Edmund Trowbridge (1709 – April 2, 1793) was an American judge and lawyer. He is best known for being an associate justice for the Massachusetts Superior Court of Judicature, the highest court in the Province of Massachusetts Bay, during the Boston Massacre.

==Early life and education==
Edmund Trowbridge was born in Cambridge, Massachusetts to Thomas Trowbridge and Mary Goff.
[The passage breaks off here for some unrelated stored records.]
use std::fs;
use std::net::SocketAddr;
use std::path::Path;

use engify_core::Mode;
use engify_logging::{engify_info, engify_warn};
use serde::{Deserialize, Serialize};

use crate::error::ConfigError;
use crate::provider::{ProviderDescriptor, ProviderKind};

pub const GEMINI_KEYS_ENV: &str = "ENGIFY_GEMINI_KEYS";
pub const OPENAI_KEYS_ENV: &str = "ENGIFY_OPENAI_KEYS";
pub const GEMINI_BASE_URL: &str = "https://generativelanguage.googleapis.com/v1beta";
pub const OPENAI_BASE_URL: &str = "https://api.openai.com/v1";

/// Where a provider lives and which keys it may use.
#[derive(Debug, Clone, PartialEq, Eq, Serialize, Deserialize)]
pub struct ProviderEndpoint {
    pub base_url: String,
    #[serde(default)]
    pub api_keys: Vec<String>,
}

/// One entry of a per-mode provider list.
#[derive(Debug, Clone, PartialEq, Eq, Serialize, Deserialize)]
pub struct ModelEntry {
    pub provider: ProviderKind,
    pub model: String,
    pub label: String,
}

impl ModelEntry {
    pub fn new(provider: ProviderKind, model: &str, label: &str) -> Self {
        Self {
            provider,
            model: model.to_string(),
            label: label.to_string(),
        }
    }
}

/// Relay configuration. Read-only once the server starts.
#[derive(Debug, Clone, PartialEq, Eq, Serialize, Deserialize)]
#[serde(default)]
pub struct RelayConfig {
    pub host: String,
    pub port: u16,
    pub allowed_origin_prefixes: Vec<String>,
    pub min_text_chars: usize,
    pub max_text_chars: usize,
    pub max_context_chars: usize,
    pub gemini: ProviderEndpoint,
    pub openai: ProviderEndpoint,
    pub enhance: Vec<ModelEntry>,
    pub summarize: Vec<ModelEntry>,
}

impl Default for RelayConfig {
    fn default() -> Self {
        let gemma = ModelEntry::new(ProviderKind::Gemini, "gemma-3-27b-it", "Gemma 3 27B");
        let flash_lite = ModelEntry::new(
            ProviderKind::Gemini,
            "gemini-2.5-flash-lite",
            "Gemini 2.5 Flash Lite",
        );
        Self {
            host: "127.0.0.1".to_string(),
            port: 8787,
            allowed_origin_prefixes: vec!["chrome-extension://".to_string()],
            min_text_chars: 2,
            max_text_chars: 5000,
            max_context_chars: 20_000,
            gemini: ProviderEndpoint {
                base_url: GEMINI_BASE_URL.to_string(),
                api_keys: Vec::new(),
            },
            openai: ProviderEndpoint {
                base_url: OPENAI_BASE_URL.to_string(),
                api_keys: Vec::new(),
            },
            enhance: vec![gemma.clone(), flash_lite.clone()],
            summarize: vec![flash_lite, gemma],
        }
    }
}

impl RelayConfig {
    /// Loads `path` when given, otherwise the defaults.
    pub fn load(path: Option<&Path>) -> Result<Self, ConfigError> {
        let Some(path) = path else {
            return Ok(Self::default());
        };
        let content = fs::read_to_string(path).map_err(|source| ConfigError::Read {
            path: path.display().to_string(),
            source,
        })?;
        let config: Self = ron::from_str(&content).map_err(|source| ConfigError::Parse {
            path: path.display().to_string(),
            source,
        })?;
        engify_info!("Loaded relay config from {:?}", path);
        Ok(config)
    }

    /// Appends comma-separated keys from the environment to the configured pools.
    pub fn apply_env_keys<F>(&mut self, lookup: F)
    where
        F: Fn(&str) -> Option<String>,
    {
        for (var, endpoint) in [
            (GEMINI_KEYS_ENV, &mut self.gemini),
            (OPENAI_KEYS_ENV, &mut self.openai),
        ] {
            if let Some(raw) = lookup(var) {
                let before = endpoint.api_keys.len();
                endpoint.api_keys.extend(
                    raw.split(',')
                        .map(str::trim)
                        .filter(|key| !key.is_empty())
                        .map(str::to_string),
                );
                engify_info!(
                    "Added {} key(s) from {}",
                    endpoint.api_keys.len() - before,
                    var
                );
            }
        }
    }

    pub fn listen_addr(&self) -> Result<SocketAddr, ConfigError> {
        let addr = format!("{}:{}", self.host, self.port);
        addr.parse().map_err(|_| ConfigError::Address(addr))
    }

    pub fn endpoint(&self, kind: ProviderKind) -> &ProviderEndpoint {
        match kind {
            ProviderKind::Gemini => &self.gemini,
            ProviderKind::OpenAi => &self.openai,
        }
    }

    /// Ordered providers for `mode`, each with its key pool.
    pub fn providers_for(&self, mode: Mode) -> Vec<ProviderDescriptor> {
        let entries = match mode {
            Mode::Enhance => &self.enhance,
            Mode::Summarize => &self.summarize,
        };
        entries
            .iter()
            .map(|entry| ProviderDescriptor {
                kind: entry.provider,
                model_id: entry.model.clone(),
                label: entry.label.clone(),
                api_key_pool: self.endpoint(entry.provider).api_keys.clone(),
            })
            .collect()
    }

    /// Warns about lists that can never succeed.
    pub fn log_warnings(&self) {
        for mode in Mode::ALL {
            let providers = self.providers_for(mode);
            if providers.is_empty() {
                engify_warn!("No providers configured for mode {}", mode);
            }
            for provider in providers.iter().filter(|p| p.api_key_pool.is_empty()) {
                engify_warn!(
                    "{} ({}) has no configured keys; only caller keys can reach it",
                    provider.label,
                    mode
                );
            }
        }
    }
}
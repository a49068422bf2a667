use std::fs;
use std::path::Path;
use std::sync::Once;
use std::time::Duration;

use engify_app::{enhance_page, EnhanceOptions, EnhanceOutcome};
use engify_core::{MSG_FAILED, MSG_NO_CONTEXT};
use engify_engine::{RelaySettings, SettingsStore, UserSettings};
use pretty_assertions::assert_eq;
use serde_json::json;
use tempfile::TempDir;
use wiremock::matchers::{body_partial_json, header, method};
use wiremock::{Mock, MockServer, ResponseTemplate};

fn init_logging() {
    static INIT: Once = Once::new();
    INIT.call_once(engify_logging::initialize_for_tests);
}

fn options(server: &MockServer, dir: &Path, html: &str, selection: &str) -> EnhanceOptions {
    let page = dir.join("page.html");
    fs::write(&page, html).unwrap();
    EnhanceOptions {
        page,
        selection: selection.to_string(),
        relay: RelaySettings {
            endpoint: format!("{}/", server.uri()),
            initial_retry_delay: Duration::from_millis(5),
            ..RelaySettings::default()
        },
        settings_dir: dir.join("settings"),
        timeout: Duration::from_secs(5),
    }
}

#[tokio::test(flavor = "multi_thread")]
async fn textarea_text_is_replaced_and_printed() {
    init_logging();
    let server = MockServer::start().await;
    let temp = TempDir::new().unwrap();
    SettingsStore::new(temp.path().join("settings"))
        .save(&UserSettings {
            api_key: Some("user-key".to_string()),
        })
        .unwrap();
    Mock::given(method("POST"))
        .and(header("origin", "chrome-extension://engify"))
        .and(body_partial_json(json!({"text": "helo wrold", "apiKey": "user-key"})))
        .respond_with(
            ResponseTemplate::new(200)
                .set_body_json(json!({"success": true, "enhancedText": "Hello world"})),
        )
        .expect(1)
        .mount(&server)
        .await;

    let options = options(
        &server,
        temp.path(),
        r#"<textarea autofocus>ping: helo wrold</textarea>"#,
        "helo wrold",
    );

    let outcome = enhance_page(&options).unwrap();
    assert_eq!(outcome, EnhanceOutcome::Replaced("ping: Hello world".to_string()));
}

#[tokio::test(flavor = "multi_thread")]
async fn relay_error_is_reported_as_failure() {
    init_logging();
    let server = MockServer::start().await;
    let temp = TempDir::new().unwrap();
    Mock::given(method("POST"))
        .respond_with(
            ResponseTemplate::new(400).set_body_json(json!({"error": "Missing or invalid text"})),
        )
        .expect(1)
        .mount(&server)
        .await;

    let options = options(
        &server,
        temp.path(),
        r#"<div contenteditable="true">some words here</div>"#,
        "words",
    );

    let outcome = enhance_page(&options).unwrap();
    assert_eq!(outcome, EnhanceOutcome::Failed(MSG_FAILED.to_string()));
}

#[tokio::test(flavor = "multi_thread")]
async fn summarize_without_thread_fails_locally() {
    init_logging();
    let server = MockServer::start().await;
    let temp = TempDir::new().unwrap();
    Mock::given(method("POST"))
        .respond_with(ResponseTemplate::new(500))
        .expect(0)
        .mount(&server)
        .await;

    let options = options(
        &server,
        temp.path(),
        r#"<textarea>/summarize</textarea>"#,
        "/summarize",
    );

    let outcome = enhance_page(&options).unwrap();
    assert_eq!(outcome, EnhanceOutcome::Failed(MSG_NO_CONTEXT.to_string()));
}

#[test]
fn missing_selection_is_an_error() {
    let temp = TempDir::new().unwrap();
    let page = temp.path().join("page.html");
    fs::write(&page, "<p>static only</p>").unwrap();

    let options = EnhanceOptions {
        page,
        selection: "static".to_string(),
        relay: RelaySettings::default(),
        settings_dir: temp.path().to_path_buf(),
        timeout: Duration::from_secs(1),
    };

    let err = enhance_page(&options).unwrap_err();
    assert!(err.to_string().contains("not found in an editable region"));
}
His great-grandfather, also named Thomas Trowbridge, migrated from England to Massachusetts during the Puritan migration to New England.

Trowbridge graduated from Harvard College in 1728 and married Martha Remington, a daughter of Judge Jonathan Remington (1677-1745) in 1738.

==Career==
In 1742, he was recorded as owning an enslaved man named York. Seven years later in 1749, Trowbridge became attorney general for the Province of Massachusetts Bay. However, in 1767 Trowbridge was removed in favor of someone who was more opposed to British colonial policies. In that same year, he was recorded as owning two slaves: an enslaved woman named Violet and her mother.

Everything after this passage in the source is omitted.